Richard Adolf Zsigmondy




AUSTRIAN CHEMIST
1865–1929

Richard Zsigmondy received the 1925 Nobel Prize in chemistry for his elucidation of the nature of colloidal suspensions. With Henry Siedentopf (1872–1940), he invented, used, and promoted the ultramicroscope. Zsigmondy and others used ultramicroscopic studies of colloidal suspensions to convince influential skeptics that molecules are real and that matter is discontinuous at the molecular level.

Austrian chemist Richard Adolf Zsigmondy, recipient of the 1925 Nobel Prize in chemistry, "for his demonstration of the heterogeneous nature of colloid solutions and for the methods he used, which have since become fundamental in modern colloid chemistry."
Austrian chemist Richard Adolf Zsigmondy, recipient of the 1925 Nobel Prize in chemistry, "for his demonstration of the heterogeneous nature of colloid solutions and for the methods he used, which have since become fundamental in modern colloid chemistry."

Zsigmondy was born in Vienna, Austria, the fourth child of Irma von Szakmáry and Adolf Zsigmondy.
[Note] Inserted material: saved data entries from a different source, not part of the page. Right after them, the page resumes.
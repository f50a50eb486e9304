//! The file-position and type lookup tables.

use std::collections::HashMap;

use arbor_tree::{Tree, TreeResult};
use arbor_types::{Hash64, NodeHandle, SerialClock};
use tracing::debug;

#[derive(Debug, Default)]
struct TypeBucket {
    entries: Vec<NodeHandle>,
    /// Last human-readable path registered for this type key.
    seen_path: Option<String>,
}

/// The weak lookup tables of one environment.
///
/// Results of every lookup are valid until the next merge; external holders
/// re-resolve afterwards.
#[derive(Debug, Default)]
pub struct Indices {
    filepos: HashMap<Hash64, Vec<NodeHandle>>,
    types: HashMap<Hash64, TypeBucket>,
}

impl Indices {
    pub fn new() -> Self {
        Self::default()
    }

    /// Total entries across both tables, stale ones included.
    pub fn len(&self) -> usize {
        self.filepos.values().map(Vec::len).sum::<usize>()
            + self.types.values().map(|b| b.entries.len()).sum::<usize>()
    }

    pub fn is_empty(&self) -> bool {
        self.len() == 0
    }

    /// Drop every entry. The next refresh pass rebuilds from the tree.
    pub fn clear(&mut self) {
        self.filepos.clear();
        self.types.clear();
    }

    // ---------------------------------------------------------------
    // Registration
    // ---------------------------------------------------------------

    /// Register `h` under its lookup keys.
    ///
    /// Stamps the node if it is unstamped, deduplicates repeat
    /// registrations, and compacts any stale entries sharing the touched
    /// buckets.
    pub fn refresh_node(
        &mut self,
        tree: &mut Tree,
        clock: &SerialClock,
        h: NodeHandle,
    ) -> TreeResult<()> {
        let node = tree.get_mut(h)?;
        if node.serial.is_unstamped() {
            node.serial = clock.next();
        }
        let filepos_hash = node
            .value
            .as_ast()
            .map_or(Hash64::NONE, |a| a.filepos_hash);
        let type_hash = node.type_hash;

        if !filepos_hash.is_none() {
            let bucket = self.filepos.entry(filepos_hash).or_default();
            compact(bucket, tree, h);
        }
        if !type_hash.is_none() {
            let bucket = self.types.entry(type_hash).or_default();
            compact(&mut bucket.entries, tree, h);
        }
        Ok(())
    }

    /// Register `h` and every node below it.
    pub fn refresh_deep(
        &mut self,
        tree: &mut Tree,
        clock: &SerialClock,
        h: NodeHandle,
    ) -> TreeResult<()> {
        let order: Vec<NodeHandle> = tree.descendants(h).collect();
        for node in order {
            self.refresh_node(tree, clock, node)?;
        }
        Ok(())
    }

    // ---------------------------------------------------------------
    // Lookups
    // ---------------------------------------------------------------

    /// The definition node last seen at a file position, if any is live.
    pub fn find_declaration(&self, tree: &Tree, filepos_hash: Hash64) -> Option<NodeHandle> {
        first_definition(self.filepos.get(&filepos_hash)?, tree)
    }

    /// The definition node last seen for a type key, if any is live.
    pub fn find_type_declaration(&self, tree: &Tree, type_hash: Hash64) -> Option<NodeHandle> {
        first_definition(&self.types.get(&type_hash)?.entries, tree)
    }

    /// Every live node registered for a type key.
    pub fn type_nodes(&self, tree: &Tree, type_hash: Hash64) -> Vec<NodeHandle> {
        self.types
            .get(&type_hash)
            .map(|b| {
                b.entries
                    .iter()
                    .copied()
                    .filter(|&h| tree.contains(h))
                    .collect()
            })
            .unwrap_or_default()
    }

    // ---------------------------------------------------------------
    // Type paths
    // ---------------------------------------------------------------

    /// Intern a human-readable type path, returning its key.
    pub fn realize_type_path(&mut self, path: &str) -> Hash64 {
        let key = Hash64::of_str(path);
        let bucket = self.types.entry(key).or_default();
        if bucket.seen_path.is_none() {
            bucket.seen_path = Some(path.to_string());
        }
        key
    }

    /// The human-readable path last interned for a type key.
    pub fn seen_type(&self, type_hash: Hash64) -> Option<&str> {
        self.types.get(&type_hash)?.seen_path.as_deref()
    }
}

/// Drop stale entries from a bucket and append `h` if not yet present.
fn compact(bucket: &mut Vec<NodeHandle>, tree: &Tree, h: NodeHandle) {
    let before = bucket.len();
    bucket.retain(|&e| tree.contains(e));
    let dropped = before - bucket.len();
    if dropped > 0 {
        debug!(dropped, "compacted stale index entries");
    }
    if !bucket.contains(&h) {
        bucket.push(h);
    }
}

fn first_definition(bucket: &[NodeHandle], tree: &Tree) -> Option<NodeHandle> {
    bucket.iter().copied().find(|&h| {
        tree.node(h)
            .and_then(|n| n.value.as_ast())
            .is_some_and(|a| a.is_definition)
    })
}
Both parents encouraged chemical and physical experiments at home for their children. Young Zsigmondy studied chemistry in Vienna and Munich. Between 1883 and 1887 he worked at a glass factory in Bohemia, investigating luster and color in glasses. The University of Erlangen awarded him a doctorate degree in 1889. From 1890 to 1892 he worked in Berlin with August Kundt (1839–1894), studying the phenomenon of colors appearing on porcelain when suspensions of colloidal gold were applied before firing.
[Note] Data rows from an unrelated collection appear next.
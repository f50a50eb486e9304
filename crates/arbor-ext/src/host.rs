//! The lifecycle wrapper around a boxed extension.

use arbor_types::{ContentHasher, Hash64, NodeHandle};

use crate::error::{ExtError, ExtResult};
use crate::extension::Extension;
use crate::world::WorldState;

/// Lifecycle phase of a hosted extension.
#[derive(Clone, Copy, Debug, Default, PartialEq, Eq)]
pub enum Phase {
    /// Constructed, holds no resources.
    #[default]
    Uninitialized,
    /// Resources acquired against the world state.
    Initialized,
    /// Actively operating.
    Started,
    /// Operation ended; still initialized.
    Stopped,
}

/// Hosts one extension instance and enforces its lifecycle.
///
/// The host also keeps the flat, duplicate-free list of provider nodes this
/// extension relies on, so a merge can notify dependents whose referenced
/// node changed identity.
pub struct ExtensionHost {
    ext: Box<dyn Extension>,
    phase: Phase,
    deps: Vec<NodeHandle>,
}

impl std::fmt::Debug for ExtensionHost {
    fn fmt(&self, f: &mut std::fmt::Formatter<'_>) -> std::fmt::Result {
        f.debug_struct("ExtensionHost")
            .field("type_name", &self.ext.type_name())
            .field("phase", &self.phase)
            .field("deps", &self.deps.len())
            .finish()
    }
}

impl ExtensionHost {
    /// Host a freshly constructed extension (phase Uninitialized).
    pub fn new(ext: Box<dyn Extension>) -> Self {
        Self {
            ext,
            phase: Phase::Uninitialized,
            deps: Vec::new(),
        }
    }

    /// The hosted extension's stable type key.
    pub fn type_hash(&self) -> Hash64 {
        self.ext.type_hash()
    }

    /// The hosted extension's registered type name.
    pub fn type_name(&self) -> &'static str {
        self.ext.type_name()
    }

    /// Current lifecycle phase.
    pub fn phase(&self) -> Phase {
        self.phase
    }

    /// Returns `true` while the extension holds resources.
    pub fn is_initialized(&self) -> bool {
        self.phase != Phase::Uninitialized
    }

    /// Borrow the hosted extension.
    pub fn ext(&self) -> &dyn Extension {
        &*self.ext
    }

    /// Mutably borrow the hosted extension.
    pub fn ext_mut(&mut self) -> &mut dyn Extension {
        &mut *self.ext
    }

    // ---------------------------------------------------------------
    // Lifecycle
    // ---------------------------------------------------------------

    /// Initialize the extension if it is not already. Returns `false` if
    /// the extension refused, in which case the caller degrades the node.
    pub fn ensure_initialized(&mut self, world: &WorldState) -> bool {
        if self.phase != Phase::Uninitialized {
            return true;
        }
        if !self.ext.initialize(world) {
            return false;
        }
        self.phase = Phase::Initialized;
        true
    }

    /// Second initialization phase.
    pub fn post_initialize(&mut self) -> bool {
        self.ext.post_initialize()
    }

    /// Begin active operation. Requires an initialized extension.
    pub fn start(&mut self) -> bool {
        if self.phase != Phase::Initialized && self.phase != Phase::Stopped {
            return false;
        }
        if !self.ext.start() {
            return false;
        }
        self.phase = Phase::Started;
        true
    }

    /// End active operation. No-op unless started.
    pub fn stop(&mut self) {
        if self.phase == Phase::Started {
            self.ext.stop();
            self.phase = Phase::Stopped;
        }
    }

    /// The only safe teardown entry. No-op unless currently initialized;
    /// always clears dependency links before releasing resources.
    pub fn uninitialize_deep(&mut self) {
        if self.phase == Phase::Uninitialized {
            return;
        }
        self.stop();
        self.clear_dependencies();
        self.ext.uninitialize();
        self.phase = Phase::Uninitialized;
    }

    // ---------------------------------------------------------------
    // Dependencies
    // ---------------------------------------------------------------

    /// Record that this extension relies on the extension at `provider`.
    /// Duplicate registrations are ignored.
    pub fn add_dependency(&mut self, provider: NodeHandle) {
        if !self.deps.contains(&provider) {
            self.deps.push(provider);
        }
    }

    /// Drop a recorded dependency, if present.
    pub fn remove_dependency(&mut self, provider: NodeHandle) {
        self.deps.retain(|d| *d != provider);
    }

    /// Drop every recorded dependency.
    pub fn clear_dependencies(&mut self) {
        self.deps.clear();
    }

    /// The provider nodes this extension relies on.
    pub fn dependencies(&self) -> &[NodeHandle] {
        &self.deps
    }

    // ---------------------------------------------------------------
    // State codec
    // ---------------------------------------------------------------

    /// Adopt `other`'s visitable state, producing a value-identical copy
    /// without destroying this instance's identity. Fails on type mismatch.
    pub fn copy_from(&mut self, other: &ExtensionHost) -> ExtResult<()> {
        if self.type_hash() != other.type_hash() {
            return Err(ExtError::TypeMismatch {
                expected: self.type_hash(),
                actual: other.type_hash(),
            });
        }
        self.ext.apply_state(&other.ext.state())
    }

    /// Pure hash of type + visitable state; equality without copying.
    pub fn hash_value(&self) -> Hash64 {
        let mut h = ContentHasher::new();
        h.put_hash(self.type_hash());
        h.put_str(&self.ext.state().to_string());
        h.finish()
    }

    /// Returns `true` if both hosts carry value-identical extensions.
    pub fn is_same(&self, other: &ExtensionHost) -> bool {
        self.hash_value() == other.hash_value()
    }
}

#[cfg(test)]
mod tests {
    use super::*;
    use serde::{Deserialize, Serialize};

    #[derive(Default, Serialize, Deserialize)]
    struct Counter {
        count: i64,
        #[serde(skip)]
        refuse_init: bool,
    }

    impl Extension for Counter {
        fn type_name(&self) -> &'static str {
            "Counter"
        }
        fn state(&self) -> serde_json::Value {
            serde_json::json!({ "count": self.count })
        }
        fn apply_state(&mut self, state: &serde_json::Value) -> ExtResult<()> {
            let loaded: Counter = serde_json::from_value(state.clone())?;
            self.count = loaded.count;
            Ok(())
        }
        fn initialize(&mut self, _world: &WorldState) -> bool {
            !self.refuse_init
        }
    }

    fn host_with(count: i64) -> ExtensionHost {
        ExtensionHost::new(Box::new(Counter {
            count,
            refuse_init: false,
        }))
    }

    #[test]
    fn fresh_host_is_uninitialized() {
        let host = host_with(0);
        assert_eq!(host.phase(), Phase::Uninitialized);
        assert!(!host.is_initialized());
        assert_eq!(host.type_hash(), Hash64::of_str("Counter"));
    }

    #[test]
    fn lifecycle_walks_the_state_machine() {
        let mut host = host_with(0);
        let world = WorldState::new();

        assert!(host.ensure_initialized(&world));
        assert_eq!(host.phase(), Phase::Initialized);

        // Re-initialization is a no-op, not a restart.
        assert!(host.ensure_initialized(&world));
        assert_eq!(host.phase(), Phase::Initialized);

        assert!(host.start());
        assert_eq!(host.phase(), Phase::Started);

        host.stop();
        assert_eq!(host.phase(), Phase::Stopped);

        host.uninitialize_deep();
        assert_eq!(host.phase(), Phase::Uninitialized);
    }

    #[test]
    fn refused_initialize_reports_false() {
        let mut host = ExtensionHost::new(Box::new(Counter {
            count: 0,
            refuse_init: true,
        }));
        assert!(!host.ensure_initialized(&WorldState::new()));
        assert_eq!(host.phase(), Phase::Uninitialized);
    }

    #[test]
    fn start_requires_initialization() {
        let mut host = host_with(0);
        assert!(!host.start());
    }

    #[test]
    fn uninitialize_deep_is_noop_when_uninitialized() {
        let mut host = host_with(0);
        host.add_dependency(NodeHandle::new(1, 1));
        host.uninitialize_deep();
        // Not initialized, so nothing was torn down; deps stay.
        assert_eq!(host.dependencies().len(), 1);
    }

    #[test]
    fn uninitialize_deep_clears_dependencies_first() {
        let mut host = host_with(0);
        host.ensure_initialized(&WorldState::new());
        host.add_dependency(NodeHandle::new(1, 1));
        host.uninitialize_deep();
        assert!(host.dependencies().is_empty());
        assert_eq!(host.phase(), Phase::Uninitialized);
    }

    #[test]
    fn dependencies_are_duplicate_free() {
        let mut host = host_with(0);
        let dep = NodeHandle::new(5, 1);
        host.add_dependency(dep);
        host.add_dependency(dep);
        assert_eq!(host.dependencies(), &[dep]);

        host.remove_dependency(dep);
        assert!(host.dependencies().is_empty());
    }

    #[test]
    fn copy_from_round_trips_state() {
        let mut dst = host_with(1);
        let src = host_with(42);
        dst.copy_from(&src).unwrap();
        assert!(dst.is_same(&src));
        assert_eq!(dst.ext().state(), serde_json::json!({ "count": 42 }));
    }

    #[test]
    fn copy_from_rejects_type_mismatch() {
        struct Other;
        impl Extension for Other {
            fn type_name(&self) -> &'static str {
                "Other"
            }
            fn state(&self) -> serde_json::Value {
                serde_json::Value::Null
            }
            fn apply_state(&mut self, _state: &serde_json::Value) -> ExtResult<()> {
                Ok(())
            }
        }
        let mut dst = host_with(1);
        let src = ExtensionHost::new(Box::new(Other));
        assert!(matches!(
            dst.copy_from(&src),
            Err(ExtError::TypeMismatch { .. })
        ));
    }

    #[test]
    fn hash_value_tracks_state() {
        let a = host_with(1);
        let b = host_with(1);
        let c = host_with(2);
        assert_eq!(a.hash_value(), b.hash_value());
        assert_ne!(a.hash_value(), c.hash_value());
    }
}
Beginning in 1893, Zsigmondy taught chemical technology and at the same time continued his own research on colloidal gold at the Technische Hochshule in Graz. He formed associations with glassmakers at the Schott Glass Company in Jena. The Schott Glass Company was famous for its making of glass scientific apparatus, including optical instruments. Zsigmondy left Graz in 1897 and became part of the Schott laboratory, where he conducted systematic investigations of colored glasses as colloidal systems.

Zsigmondy needed new types of optical instruments for his experiments. At the Schott laboratory, he had a hand in designing and constructing such instrumentation. Siedentopf joined the laboratory in 1899, and there he and Zsigmondy created the ultramicroscope. The Carl Zeiss Company, also in Jena, manufactured and sold the instruments.
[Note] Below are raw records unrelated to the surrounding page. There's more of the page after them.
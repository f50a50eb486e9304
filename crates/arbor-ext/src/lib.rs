//! Polymorphic per-node extensions for the Arbor metadata tree.
//!
//! An extension is an independently-lifecycled payload attached to a tree
//! node by a 64-bit type key. This crate provides the [`Extension`] trait
//! (the contract extension payloads must satisfy), the [`ExtensionHost`]
//! wrapper enforcing the lifecycle state machine and tracking dependencies,
//! and the [`ExtensionFactory`] registry of constructors.
//!
//! # Lifecycle
//!
//! Uninitialized → Initialized → (optionally) Started → Stopped →
//! Uninitialized. [`ExtensionHost::uninitialize_deep`] is the only safe
//! teardown entry: it is a no-op unless the extension is currently
//! initialized and always clears dependency links first.

pub mod error;
pub mod extension;
pub mod factory;
pub mod host;
pub mod world;

pub use error::{ExtError, ExtResult};
pub use extension::Extension;
pub use factory::ExtensionFactory;
pub use host::{ExtensionHost, Phase};
pub use world::WorldState;
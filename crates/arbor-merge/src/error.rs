//! Error types for merge operations.

use arbor_tree::TreeError;
use arbor_types::NodeHandle;

/// Errors that can abort a merge.
#[derive(Debug, thiserror::Error)]
pub enum MergeError {
    /// A positional merge reached a node that was never stamped. Producers
    /// realize serials on disposable trees before merging them.
    #[error("unstamped node {0} in a positional merge")]
    UnstampedNode(NodeHandle),

    /// Insertion recovery exhausted its rounds with elements left over; the
    /// child topologies cannot be reconciled.
    #[error("unrecoverable child topology under {parent}")]
    UnrecoverableTopology { parent: NodeHandle },

    /// A tree operation failed underneath the merge.
    #[error(transparent)]
    Tree(#[from] TreeError),
}

/// Convenience alias for merge results.
pub type MergeResult<T> = Result<T, MergeError>;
Just as individual dust particles suspended in air can be seen and counted in a beam of sunlight, so individual colloidal particles can be seen and counted when a sample is illuminated in an ultramicroscope. In each case, the best viewing direction is perpendicular to the direction of illumination. Zsigmondy used aqueous solutions of colloidal gold as model systems. He prepared colloidal gold by reducing solutions of gold chloride with formaldehyde . Knowing the mass of gold in a known volume of solution and using the ultramicroscope to count the number of colloidal particles in that volume, he determined the molecular weight of the gold colloid.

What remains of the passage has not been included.